In this Paper, we demonstrate an experimentally unsupervised deep learning method for estimating full-field displacement in biological images: meaning that this method can be applied to any biological image pair or video with no prior knowledge of displacement or additional experiments. We refer to our network as: Displacement Estimation FOR Microscopy–‘DEFORM-Net’. DEFORM-Net combines images from different modalities and generates synthetic supervised data consistent with typical power spectral characteristics of biological deformation using fractal Perlin noise, as well as system noise processes that, by design, invalidate the brightness constancy assumptions. We explore various similarity metrics, including perception-based losses, as well as an image correlation-based metric using a forward simulation of deformation to improve performance and network generality. DEFORM-Net is evaluated on real microscopy videos of beating mouse cardiomyocytes24,25 and pulsating larval epithelial cells (LECs) in Drosophila pupae26. We show that DEFORM-Net can match and exceed the accuracy of DIC and the speed of OF, with near video-rate inference speed and high spatial sampling. To assist rapid iteration and testing, we provide DEFORM-Net as open source, including a standalone compiled version for inference and integration with the ImageJ/FIJI platform27. Our method is readily adaptable and will empower powerful quantification for dynamic bioimaging challenges.

Results

Full-field displacement estimation with deep learning

The problem of estimating full-field displacements from image pairs is illustrated in Fig. 1a–d. This example shows false-coloured widefield fluorescence microscopy images of two consecutive frames, termed as reference (Ref.) and deformed (Def.), from a video of a cluster of spontaneously beating neonatal mouse cardiomyocyte cells. The displacement field between the reference and deformed states has horizontal and vertical (or x and y) components that can be visualised in a vector form, u = (ux, uy), (Fig. 1c) or in a phasor form, where A = u and ϕ = u, (Fig. 1d). The phasor visualisation encodes the displacement magnitude as the value (V) and the angle as the hue (H) in the hue-saturation-value (HSV) colour space. Figure 1e shows how this phasor representation can be a convenient means of illustrating the displacement field with a high spatial resolution.

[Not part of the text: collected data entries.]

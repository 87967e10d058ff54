use std::collections::HashMap;

use atlock_core::error::AtlockError;
use atlock_core::types::{LedgerSide, Timestamp};

/// Tracks the last `now()` observed from each ledger's own clock facility and
/// rejects backward jumps.
///
/// The coordinator never reasons about a ledger's timelock using local
/// wall-clock time; it always goes through this tracker so that a
/// misbehaving or reorging node surfaces as a `ClockWentBackwards` error
/// instead of silently producing an inconsistent timelock decision.
#[derive(Debug, Clone, Default)]
pub struct MonotonicClock {
    last_seen: HashMap<LedgerSide, Timestamp>,
}

impl MonotonicClock {
    pub fn new() -> Self {
        Self::default()
    }

    /// Record `observed` as the latest `now()` read from `side`'s ledger.
    ///
    /// Returns the accepted timestamp, or `ClockWentBackwards` if `observed`
    /// is strictly less than the last value seen for this side.
    pub fn observe(&mut self, side: LedgerSide, observed: Timestamp) -> Result<Timestamp, AtlockError> {
        match self.last_seen.get(&side) {
            Some(&last) if observed < last => Err(AtlockError::ClockWentBackwards),
            _ => {
                self.last_seen.insert(side, observed);
                Ok(observed)
            }
        }
    }

    /// Last timestamp accepted for `side`, if any has been observed yet.
    pub fn last(&self, side: LedgerSide) -> Option<Timestamp> {
        self.last_seen.get(&side).copied()
    }
}
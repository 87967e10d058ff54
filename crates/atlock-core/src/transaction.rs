use serde::{Deserialize, Serialize};

use crate::types::{
    Address, Amount, EscrowId, HashAlgorithm, LedgerKind, LedgerTxId, OrderId, Secret, SecretHash,
    Timestamp, TokenId,
};

// ── OrderStatus ──────────────────────────────────────────────────────────────

/// Lifecycle status of a swap order. Forms a DAG; the only reversible edge is
/// `Created -> Failed` (pre-deposit abort).
#[derive(Clone, Debug, Serialize, Deserialize, PartialEq, Eq)]
pub enum OrderStatus {
    Created,
    ALocked,
    BothLocked,
    AClaimed,
    BClaimed,
    Completed,
    RefundPending,
    Refunded,
    Failed,
    Expired,
}

impl OrderStatus {
    /// True if the order has reached a terminal status and is eligible for
    /// garbage collection after the retention window.
    pub fn is_terminal(&self) -> bool {
        matches!(
            self,
            OrderStatus::Completed
                | OrderStatus::Refunded
                | OrderStatus::Failed
                | OrderStatus::Expired
        )
    }
}

// ── OrderSide ────────────────────────────────────────────────────────────────

/// One side (ledger) of a swap order.
#[derive(Clone, Debug, Serialize, Deserialize)]
pub struct OrderSide {
    pub ledger: LedgerKind,
    pub initiator: Address,
    pub redeemer: Address,
    pub token: TokenId,
    pub amount: Amount,
    pub timelock: Timestamp,
    pub escrow_id: Option<EscrowId>,
    pub deposit_tx: Option<LedgerTxId>,
    pub claim_tx: Option<LedgerTxId>,
    pub refund_tx: Option<LedgerTxId>,
}

impl OrderSide {
    pub fn new(
        ledger: LedgerKind,
        initiator: Address,
        redeemer: Address,
        token: TokenId,
        amount: Amount,
        timelock: Timestamp,
    ) -> Self {
        Self {
            ledger,
            initiator,
            redeemer,
            token,
            amount,
            timelock,
            escrow_id: None,
            deposit_tx: None,
            claim_tx: None,
            refund_tx: None,
        }
    }
}

// ── Order ────────────────────────────────────────────────────────────────────

/// Binds a pair of escrows (one per ledger) under a single secret.
///
/// Schema version 1. Future fields should be added with `#[serde(default)]`
/// so that records written by older coordinators still deserialize.
#[derive(Clone, Debug, Serialize, Deserialize)]
pub struct Order {
    #[serde(default = "default_schema_version")]
    pub schema_version: u16,
    pub order_id: OrderId,
    /// Held only by the party that originated the order. Redacted (set to
    /// `None`) in any receipt or log emitted after on-chain reveal.
    pub secret: Option<Secret>,
    pub secret_hash: SecretHash,
    pub hash_algorithm: HashAlgorithm,
    pub side_a: OrderSide,
    pub side_b: OrderSide,
    pub partial_fills_allowed: bool,
    pub created_at: Timestamp,
    pub expires_at: Timestamp,
    pub status: OrderStatus,
}

fn default_schema_version() -> u16 {
    1
}

impl Order {
    /// The revealed preimage once observed on-chain, if any.
    pub fn revealed_preimage(&self) -> Option<&Secret> {
        self.secret.as_ref()
    }
}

Fig. 1: Illustration of full-field displacement estimation.
figure 1

(a) Reference (Ref.) and (b) deformed (Def.) fluorescence microscopy images of mouse cardiomyocytes. The full-field displacement from the reference to the deformed state can be represented by a (c) vector image or (d) phasor plot, where the hue represents the angle and saturation represents the magnitude of the displacement vector. Scale bars are 10 μm. e Visual demonstration of the mapping from displacement to colour. (f) Graphical representation of the (i, ii) deep learning method and (iii, iv) loss functions, where u is the displacement vector field and the terms Real and Fake refer, respectively, to real microscopy data and simulated data. (g) Comparison of the performance displacement estimation methods in real data quantified using the peak signal-to-noise ratio (PSNR).

DEFORM-Net comprises several key components that enable it to estimate an accurate displacement field between input image pairs (Fig. 1f). Because ground truths are unavailable in this problem, we simulate realistic displacement fields (Fake u) and use them to generate synthetic pairs of reference (Real Ref.) and deformed (Fake Def.) images for supervised training (Fig. 1f(i)). These images are further augmented with noise processes that mimic those in microscopy experiments. This is detailed in the Methods section and evaluated in the later Results sections. We train an artificial convolutional neural network, based on a U-Net architecture, to transform the image pairs into a predicted displacement field (Pred. u) using several training loss functions (Fig. 1f(ii)). First, we implement conventional pixel-wise similarity losses between the predicted displacement field and the simulated ground truth, including the mean-squared error (MSE) and the structured similarity index metric (SSIM) (Fig. 1f(iii)). SSIM is a common metric that emphasises matching of perceived textures between image patches and helps counteract the blurring effects associated with absolute error-based estimates28. We enhance this with a learned perceptual similarity loss (LPIPS), which is emerging as a powerful image similarity metric based on intercepting intermediate feature maps from pre-trained large-scale classification networks (here, the AlexNet)29 (Fig. 1f(iii)). We evaluated larger-scale networks for LPIPS, such as the VGG-19 model, however, they have not resulted in significantly different or improved performance, which was similar to the findings of the original work29. Finally, we include an unsupervised loss metric based on image correlation that we term as ‘rewarp loss’ (Fig. 1(f)(iv)). The synthetic deformed image (Fake Def.) is ‘undeformed’ using the predicted displacement field (Pred. u), generating an estimate of the real reference image (Pred. Ref.). This is then compared to the real reference image using negative Pearson correlation coefficient (NPCC). As such, no knowledge of the ground truth is required to calculate the rewarp loss. This methodology leads to improved performance in real biological videos compared to previous methods (Fig. 1g). We describe these performance values and justify the methodology in the following Results sections, first with simulated supervised test data and then with real experimental data.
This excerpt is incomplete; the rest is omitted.